The Limnos and Her Long-time Captain Sail Off Into the Sunset

The Limnos on an early voyage on lake Mendota. Circa 1967
The Limnos on an early voyage on lake Mendota. Circa 1967

by Adam Hinterthuer

The Limnos, after a half century of service, officially retired from the CFL this summer. She left Lake Mendota hitched to the back of a black Ford pickup truck headed for greener pastures and now resides on a farm in Michigan, where she awaits repairs and a new paint job. Her new owner says that, hopefully, by next year “she will be put into Lake Michigan and will reside in the Chicagoland area for her summers.”

It’s not a bad retirement plan for a 50-year-old hunk of steel that was always more boat than Lake Mendota warranted. The Limnos suffered from what felt like chronic engine failure (usually at the least opportune times) and sank twice, inspiring former CFL information tech, Dave Balsinger, to pen an ode to the tune of The Wreck of the Edmund Fitzgerald.

“The legend lives on from Chipman on down of the big lake they call Mendota.

Where the LIMNOS floats free in the westerly breeze and the sunset turns Maple Bluff golden.

Her color was green and her temper was mean. Her length it was just about thirty.

She wasn’t so big and she wasn’t so nice. As it turned out, she wasn’t so sturdy.”

Jake Vander Zanden, Bucky Badger, John Magnuson & Dave Harring on the Limnos at Hasler Lab Open House, 2015  Photo: Marilyn Larsen
Jake Vander Zanden, Bucky Badger, John Magnuson & Dave Harring on the Limnos at Hasler Lab Open House, 2015 Photo: Marilyn Larsen

In all seriousness, though, the Limnos was a tireless workhorse for the CFL. Built in Two Rivers, Wisconsin by Schwarz Marine in 1967, she spent five decades shuttling countless UW limnology classes out on Lake Mendota – as well as CFL researchers, citizen groups, state lawmakers, visiting scientists, the occasional interested journalist and attendees at our annual open houses. All told, hundreds, if not thousands, of folks had their first excursion on Lake Mendota aboard the Limnos.

Dave Harring shows attendees at Hasler Lab Open House, 2014 how to use zooplankton net. Over five decades, the Limnos took hundreds, if not thousands, of people out on Lake Mendota. Dave was there for two of those decades.
Dave Harring shows attendees at Hasler Lab Open House, 2014 how to use zooplankton net. Over five decades, the Limnos took hundreds, if not thousands, of people out on Lake Mendota. Dave was there for two of those decades.

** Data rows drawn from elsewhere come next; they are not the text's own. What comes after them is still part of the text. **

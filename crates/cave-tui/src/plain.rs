//! Line-oriented console front end
//!
//! Prints the board and reads one line per command, the way the game plays
//! on a bare terminal. Input and output are generic so whole sessions can be
//! replayed from a string.

use std::io::{self, BufRead, Write};

use strum::IntoEnumIterator;

use cave_core::action::{ChoiceProvider, Command};
use cave_core::dungeon::MapDescription;
use cave_core::world::GameConfig;
use cave_core::{GameLoop, GameLoopResult, GameState, INTRO};

use crate::app::{ReplayOption, TitleOption};
use crate::{BANNER, WELCOME};

/// Key help printed under the board
const KEY_HELP: [&str; 2] = [
    "Move:   W       Inspect: E       Inventory: I       Quit: Q",
    "      A S D",
];

/// Console session over any reader and writer
pub struct PlainUi<R, W> {
    input: R,
    output: W,
    /// Messages of the running command already printed by a prompt
    printed: usize,
}

impl<R: BufRead, W: Write> PlainUi<R, W> {
    pub fn new(input: R, output: W) -> Self {
        Self {
            input,
            output,
            printed: 0,
        }
    }

    /// Give back the writer, e.g. to inspect captured output
    pub fn into_output(self) -> W {
        self.output
    }

    /// Read one line without its line ending; `None` at end of input
    fn read_line(&mut self) -> io::Result<Option<String>> {
        let mut line = String::new();
        if self.input.read_line(&mut line)? == 0 {
            return Ok(None);
        }
        let trimmed = line.trim_end_matches(['\n', '\r']);
        Ok(Some(trimmed.to_string()))
    }

    /// Read lines until one is exactly a single character from `valid`.
    ///
    /// Blank lines, longer lines and other characters are skipped silently.
    pub fn read_char(&mut self, valid: &str) -> io::Result<Option<char>> {
        while let Some(line) = self.read_line()? {
            let mut chars = line.chars();
            if let (Some(c), None) = (chars.next(), chars.next())
                && valid.contains(c)
            {
                return Ok(Some(c));
            }
        }
        Ok(None)
    }

    /// Read lines until one is an integer in `min..=max`.
    ///
    /// Only an optional leading `-` followed by digits is accepted.
    pub fn read_int(&mut self, min: i64, max: i64) -> io::Result<Option<i64>> {
        while let Some(line) = self.read_line()? {
            if let Some(n) = parse_int(&line)
                && (min..=max).contains(&n)
            {
                return Ok(Some(n));
            }
        }
        Ok(None)
    }

    /// Print a numbered menu and return the 0-based index picked
    pub fn menu<T: ToString>(&mut self, options: &[T]) -> io::Result<Option<usize>> {
        writeln!(self.output)?;
        for (i, opt) in options.iter().enumerate() {
            write!(self.output, "{}. {}\n\n", i + 1, opt.to_string())?;
        }
        self.output.flush()?;

        let max = i64::try_from(options.len()).unwrap_or(i64::MAX);
        let choice = self.read_int(1, max)?;
        Ok(choice.and_then(|n| usize::try_from(n - 1).ok()))
    }

    /// Banner, title and main menu, then rounds until the player quits
    pub fn run(&mut self, config: &GameConfig, map: &MapDescription) -> io::Result<()> {
        for line in BANNER {
            writeln!(self.output, "{}", line)?;
        }
        writeln!(self.output, "\n{}", WELCOME)?;

        let options: Vec<TitleOption> = TitleOption::iter().collect();
        match self.menu(&options)?.and_then(|i| options.get(i).copied()) {
            Some(TitleOption::Play) => {}
            Some(TitleOption::Exit) | None => return Ok(()),
        }

        let replay: Vec<ReplayOption> = ReplayOption::iter().collect();
        loop {
            if self.play_round(config, map)?.is_none() {
                return Ok(());
            }
            match self.menu(&replay)?.and_then(|i| replay.get(i).copied()) {
                Some(ReplayOption::PlayAgain) => {}
                Some(ReplayOption::Quit) | None => return Ok(()),
            }
        }
    }

    /// Play one round; `None` when input ran out before it finished
    pub fn play_round(
        &mut self,
        config: &GameConfig,
        map: &MapDescription,
    ) -> io::Result<Option<GameLoopResult>> {
        let mut game = GameLoop::new(GameState::new(map, config));

        for line in INTRO {
            writeln!(self.output, "{}", line)?;
        }
        writeln!(self.output)?;

        loop {
            self.print_turn(game.state())?;

            let Some(key) = self.read_char(Command::VALID_KEYS)? else {
                log::info!("input closed mid-round");
                return Ok(None);
            };
            let Some(command) = Command::from_key(key) else {
                continue;
            };

            self.printed = 0;
            let result = game.tick(command, self);
            let messages = game.state().messages();
            for msg in messages.get(self.printed..).unwrap_or_default() {
                writeln!(self.output, "{}", msg)?;
            }
            if result.is_over() {
                self.output.flush()?;
                return Ok(Some(result));
            }
        }
    }

    fn print_turn(&mut self, state: &GameState) -> io::Result<()> {
        writeln!(self.output, "{} steps remaining", state.steps_left())?;
        writeln!(self.output, "{}", state.board.render())?;
        writeln!(self.output)?;
        for line in KEY_HELP {
            writeln!(self.output, "{}", line)?;
        }
        self.output.flush()
    }

    /// Print the command's messages not shown yet, then the prompt unless
    /// it was one of them
    fn print_context(&mut self, context: &[String], prompt: &str) -> io::Result<()> {
        for msg in context.get(self.printed..).unwrap_or_default() {
            writeln!(self.output, "{}", msg)?;
        }
        self.printed = self.printed.max(context.len());
        if !context.iter().any(|msg| msg == prompt) {
            writeln!(self.output, "{}", prompt)?;
        }
        Ok(())
    }
}

impl<R: BufRead, W: Write> ChoiceProvider for PlainUi<R, W> {
    fn choose(&mut self, context: &[String], prompt: &str, options: &[&str]) -> usize {
        let decline = options.len().saturating_sub(1);
        let answer = self
            .print_context(context, prompt)
            .and_then(|()| self.menu(options));
        match answer {
            Ok(Some(choice)) => choice,
            Ok(None) => decline,
            Err(e) => {
                log::error!("prompt {:?} aborted: {}", prompt, e);
                decline
            }
        }
    }
}

/// Strict integer parse: optional `-`, then at least one digit and nothing else
fn parse_int(text: &str) -> Option<i64> {
    let digits = text.strip_prefix('-').unwrap_or(text);
    if digits.is_empty() || !digits.bytes().all(|b| b.is_ascii_digit()) {
        return None;
    }
    text.parse().ok()
}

But the Limnos wasn’t the only long-serving member of the CFL to retire this year. The man who had spent the last twenty years piloting (and repairing) our boat also sailed off into the sunset. Perhaps Dave Harring felt he could finally step away once the Limnos had been put out to pasture. In addition to Limnos duty, Dave’s job involved helping students design and build instruments for field work and then fixing those things when we broke them! Dave was a valued member of Hasler Lab and will be missed (and we’re not just saying that because he seems to be the only person who knows how to install and remove our pier!).

Dave captains the Limnos II on her inaugural voyage with Friends of the Lakeshore Nature Preserve interns.
Dave captains the Limnos II on her inaugural voyage with Friends of the Lakeshore Nature Preserve interns.

While we are still in the process of hiring the next Dave, we did manage to find a new boat. Thanks to generous support from the UW-Madison College of Letters and Science, we christened the Limnos II in late July. She spent the summer and early fall floating sturdily atop her three pontoons, embarking on the first few journeys of what we hope will be another storied career.